Все труднее было добывать пропитание. Ограничиваться тем, что полагалось евреям, стало невозможно, и те продукты, которые отец получал по своим карточкам, приходилось делить на троих. Мы начали голодать и сильно худеть. И тут Клаус принес мне маленького кролика. Я соорудил ему клетку на балконе принялся усердно собирать траву. Ожидалось, что на Рождество у нас будет настоящее жаркое. Увы, очень скоро я подружился со зверьком и полюбил его всем сердцем. Ему разрешалось свободно прыгать по квартире, причем мочиться он предпочитал на постели. Отучить его от этого оказалось невозможно, и пришлось снова запереть его в клетку.
Друг Клаус подарил мне и наушники с детекторным приемником, и с помощью комнатной антенны и похожего на пирит кристаллического детектора можно было при умелой настройке слушать радио. Звук был совсем неплохой. Я установил это устройство у себя за кроватью, ведь иметь его, конечно же, не полагалось. Впервые я слушал радио в тиши и спокойствии, преимущественно по ночам. Музыка, которую транслировали, завораживала меня. Вскоре я выяснил, когда бывают самые интересные передачи, и больше всего мне полюбилась утренняя воскресная «Шкатулочка». Наряду со стихами, которые читал Маттиас Виман, звучала и великолепная камерная музыка. Имена двух музыкантов сохранились у меня в памяти: пианист Михаэль Раухайзен и скрипач Рудольф Шульц, с которым судьба еще сведет меня.
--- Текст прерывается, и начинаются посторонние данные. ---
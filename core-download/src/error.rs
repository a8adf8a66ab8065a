//! Error types for track acquisition and queue bookkeeping.

use bridge_traits::BridgeError;
use thiserror::Error;

#[derive(Error, Debug)]
pub enum DownloadError {
    #[error("Bridge error: {0}")]
    Bridge(#[from] BridgeError),

    #[error("IO error: {0}")]
    Io(#[from] std::io::Error),

    #[error("Track storage unavailable: {0}")]
    StorageUnavailable(String),

    #[error("Downloaded file for track {track_id} is empty")]
    EmptyFile { track_id: String },

    #[error("Size mismatch for track {track_id}: expected {expected} bytes, got {actual}")]
    SizeMismatch {
        track_id: String,
        expected: u64,
        actual: u64,
    },

    #[error("Transfer cancelled")]
    Cancelled,

    #[error("Invalid configuration: {0}")]
    InvalidConfig(String),
}

impl DownloadError {
    /// Whether a later scan may succeed without intervention.
    pub fn is_transient(&self) -> bool {
        match self {
            DownloadError::Bridge(e) => e.is_transient(),
            DownloadError::Io(_) | DownloadError::Cancelled | DownloadError::StorageUnavailable(_) => {
                true
            }
            DownloadError::SizeMismatch { .. } => true,
            DownloadError::EmptyFile { .. } | DownloadError::InvalidConfig(_) => false,
        }
    }
}

pub type Result<T> = std::result::Result<T, DownloadError>;
//! Music Service Abstractions
//!
//! Contracts for the remote music server the client talks to. The core does
//! not speak the server protocol; hosts wrap their REST client in these traits.
//!
//! - [`MusicService`] - annotations, bookmarks, playlists, user capabilities, scrobbling
//! - [`ShuffleSource`] - the shuffle buffer feeding the endless shuffle queue
//! - [`JukeboxClient`] - transport commands for server-side playback

use async_trait::async_trait;
use serde::{Deserialize, Serialize};

use crate::error::Result;

/// Reference to one playable track as described by the music server.
///
/// Equality and hashing cover every field; lookups that only care about
/// identity should compare [`Track::id`].
#[derive(Debug, Clone, PartialEq, Eq, Hash, Serialize, Deserialize)]
pub struct Track {
    pub id: String,
    pub title: String,
    #[serde(default)]
    pub artist: Option<String>,
    #[serde(default)]
    pub album: Option<String>,
    /// Track length in milliseconds, when the server knows it.
    #[serde(default)]
    pub duration_ms: Option<u64>,
    /// Stream bitrate in kbit/s.
    #[serde(default)]
    pub bitrate_kbps: Option<u32>,
    /// Expected size of the transferred file in bytes.
    #[serde(default)]
    pub size_bytes: Option<u64>,
    /// File extension of the transferred file (`mp3`, `flac`, ...).
    #[serde(default)]
    pub suffix: Option<String>,
    /// Server-side content path, used to lay out the local cache.
    #[serde(default)]
    pub path: Option<String>,
    /// URI the audio is fetched or played from.
    pub stream_uri: String,
    /// Saved resume position, if the user bookmarked this track.
    #[serde(default)]
    pub bookmark_position_ms: Option<u64>,
}

impl Track {
    /// Create a track with only the identifying fields set.
    pub fn new(
        id: impl Into<String>,
        title: impl Into<String>,
        stream_uri: impl Into<String>,
    ) -> Self {
        Self {
            id: id.into(),
            title: title.into(),
            artist: None,
            album: None,
            duration_ms: None,
            bitrate_kbps: None,
            size_bytes: None,
            suffix: None,
            path: None,
            stream_uri: stream_uri.into(),
            bookmark_position_ms: None,
        }
    }

    pub fn with_artist(mut self, artist: impl Into<String>) -> Self {
        self.artist = Some(artist.into());
        self
    }

    pub fn with_album(mut self, album: impl Into<String>) -> Self {
        self.album = Some(album.into());
        self
    }

    pub fn with_duration_ms(mut self, duration_ms: u64) -> Self {
        self.duration_ms = Some(duration_ms);
        self
    }

    pub fn with_bitrate_kbps(mut self, bitrate: u32) -> Self {
        self.bitrate_kbps = Some(bitrate);
        self
    }

    pub fn with_size_bytes(mut self, size: u64) -> Self {
        self.size_bytes = Some(size);
        self
    }

    pub fn with_suffix(mut self, suffix: impl Into<String>) -> Self {
        self.suffix = Some(suffix.into());
        self
    }

    pub fn with_path(mut self, path: impl Into<String>) -> Self {
        self.path = Some(path.into());
        self
    }

    pub fn with_bookmark_ms(mut self, position_ms: u64) -> Self {
        self.bookmark_position_ms = Some(position_ms);
        self
    }

    /// Whether a positive bookmark is attached.
    pub fn has_bookmark(&self) -> bool {
        self.bookmark_position_ms.is_some_and(|p| p > 0)
    }

    /// Whether the stream URI can be fetched over HTTP.
    pub fn is_fetchable(&self) -> bool {
        let uri = self.stream_uri.trim_start();
        uri.starts_with("http://") || uri.starts_with("https://")
    }
}

/// Capabilities granted to the signed-in user.
#[derive(Debug, Clone, Default, PartialEq, Eq, Serialize, Deserialize)]
pub struct UserInfo {
    pub username: String,
    pub jukebox_role: bool,
    pub share_role: bool,
}

/// Remote music server operations the playback core relies on.
///
/// # Example
///
/// ```ignore
/// use bridge_traits::music::MusicService;
///
/// async fn can_use_jukebox(service: &dyn MusicService) -> bool {
///     service.get_user().await.map(|u| u.jukebox_role).unwrap_or(false)
/// }
/// ```
#[async_trait]
pub trait MusicService: Send + Sync {
    async fn star(&self, track_id: &str) -> Result<()>;

    async fn unstar(&self, track_id: &str) -> Result<()>;

    async fn create_bookmark(&self, track_id: &str, position_ms: u64) -> Result<()>;

    async fn delete_bookmark(&self, track_id: &str) -> Result<()>;

    /// Create (or overwrite) a server playlist with the given tracks.
    async fn create_playlist(&self, name: &str, track_ids: &[String]) -> Result<()>;

    /// Fetch the current user and their roles.
    async fn get_user(&self) -> Result<UserInfo>;

    /// Report a play. `submission == false` announces "now playing",
    /// `true` records a finished listen.
    async fn scrobble(&self, track_id: &str, submission: bool) -> Result<()>;
}

/// Supplies randomly chosen tracks for the endless shuffle queue.
#[async_trait]
pub trait ShuffleSource: Send + Sync {
    /// Return up to `count` tracks. Fewer may be returned while the buffer refills.
    async fn next_tracks(&self, count: usize) -> Result<Vec<Track>>;
}

/// Snapshot of the server-side player.
#[derive(Debug, Clone, Default, PartialEq, Serialize, Deserialize)]
pub struct JukeboxStatus {
    pub current_index: Option<usize>,
    pub playing: bool,
    pub position_secs: u64,
    pub gain: f32,
}

/// Transport control for a jukebox (server-side player).
#[async_trait]
pub trait JukeboxClient: Send + Sync {
    /// Replace the server playlist with `track_ids`.
    async fn update_playlist(&self, track_ids: &[String]) -> Result<JukeboxStatus>;

    /// Jump to `index` in the server playlist at `offset_secs`.
    async fn skip(&self, index: usize, offset_secs: u64) -> Result<JukeboxStatus>;

    async fn start(&self) -> Result<JukeboxStatus>;

    async fn stop(&self) -> Result<JukeboxStatus>;

    /// Set output gain in `[0.0, 1.0]`.
    async fn set_gain(&self, gain: f32) -> Result<JukeboxStatus>;

    async fn status(&self) -> Result<JukeboxStatus>;
}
Восторг, с которым я слушал Баха, Моцарта, Бетховена, так же трудно описать, как и вкусовые ощущения изголодавшегося, которому дали кусок хлеба. Я испытывал сильнейшее желание быть окруженным одной лишь музыкой. Казалось, нет ничего чище ее и ничто не контрастирует с политикой, фабрикой и войной сильнее, чем она. А то, что и звуками можно мучить, я узнал гораздо позже. Ведь мы, люди, привносим во все, чем занимаемся, свои инстинкты. Тщеславие, властолюбие и ненависть в той же степени, что и радость, страдание и любовь. Увы! Но в то время я еще четко отделял доброе и благородное от злого и низменного, и музыка для меня, несомненно, относилась только к доброму и благородному.